Estamos ante una encrucijada histórica. La medicina, como en otros momentos de su historia, cuando descubrió los primeros gérmenes, cuando dominó la anestesia, cuando aprendió a ver dentro del cuerpo, está cambiando. Pero no todo lo nuevo es progreso, y no todo lo antiguo es obsoleto. Entender es el primer paso para dejar a un lado el miedo ciego y comenzar a trabajar
juntos en como podemos integrar el saber en nuestra práctica. Recordar que la curiosidad puede cambiar el mundo, que saber diseñar una pregunta puede hacer la diferencia en como ejercemos nuestra práctica clínica. Que no hay que esperar a graduarse para crear. Permitir que las ganas de ayudar y servir fueran mayores que quedarme haciendo lo que se
espera de mi. Porque con persistencia y disciplina se puede organizar los horarios para concretar de a pocos los sueños, los cuales tienen más fuerza cuando se construyen en equipo. Todo lo que he vivido y logrado en cada etapa ha sido con apoyo de más personas de las que puedo escribir en esta columna. Para todos con quienes he colaborado, cada doctor que me ha enseñado, guiado y acompañado. Mi familia y amigos que no me permiten detenerme. A quienes me dejaron fallar y
aprender. A quienes creyeron en mis ideas y estuvieron a mi lado así en su momento no pareciera estar avanzando. Me recordaron que, en medio de este camino lleno de retos, hay belleza en lo incierto. Una belleza frágil, sí, pero poderosa donde resolvemos acertijos y damos calidad de vida o de muerte según se permita y corresponda. Sueño graduarme en un entorno que ejerza una medicina precisa y tierna; eficiente y compasiva. Que integre la tecnología sin perder el arte. Porque
la humanidad no es un obstáculo para el progreso. Es su norte. La inteligencia artificial puede cambiar la forma en que ejercemos la medicina así como todas las demás disciplinas del saber que están retando la resiliencia de sus profesionales. Que cambie el cómo se ejerce, mientras no afecte el por qué.

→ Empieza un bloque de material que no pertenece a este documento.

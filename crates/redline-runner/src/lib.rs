//! Runs the external redaction tool as a child process.

mod locate;
mod process;

pub use locate::locate_executable;
pub use process::ProcessRunner;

La IA no salvará al paciente. Lo hará el médico que, gracias a ella, tuvo un acercamiento mayor a diferentes criterios ante la duda, o simplemente tuvo un poco más de tiempo para mirar a los ojos en lugar de escribir notas. El paciente no recordará la guía clínica que se use para tratarlo. Pero si recordará si le explicaron su condición, buena o mala, con calma. Recordará quien toque su hombro. Recordará a quien estuvo para escuchar su miedo. Si, la IA es un recurso que brindaba precisión,
pero estoy convencida de que la medicina es algo que ningún algoritmo podrá hacer por nosotros. No tenemos que entenderla del todo hoy, solo seguir caminando pese al miedo, apoyados en aquellos que están recorriendo este camino con nosotros. Y tal vez, eso es todo lo que se necesita: la decisión de seguir cuidando, incluso con los cambios que traiga el tiempo.


Referencias

Porter R. The Greatest Benefit to Mankind: A Medical History of Humanity from Antiquity to the
Present. London: HarperCollins; 1997.

  1. Lindberg DC. The Beginnings of Western Science. 2nd ed. Chicago: University of Chicago Press;
    2007.

  2. Gest H. The discovery of microorganisms by Robert Hooke and Antoni van Leeuwenhoek, Fellows
    of The Royal Society. Notes Rec R Soc Lond. 2004;58(2):187–201.

  3. Rosenblatt F. The Perceptron: A probabilistic model for information storage and organization in
    the brain. Psychol Rev. 1958;65(6):386–408.

  4. Esteva A, Robicquet A, Ramsundar B, Kuleshov V, DePristo M, Chou K, et al. A guide to deep
    learning in healthcare. Nat Med. 2019;25(1):24–9.

  5. Brown T, Mann B, Ryder N, Subbiah M, Kaplan J, Dhariwal P, et al. Language Models are Few-Shot
    Learners. Adv Neural Inf Process Syst. 2020; 33:1877–901.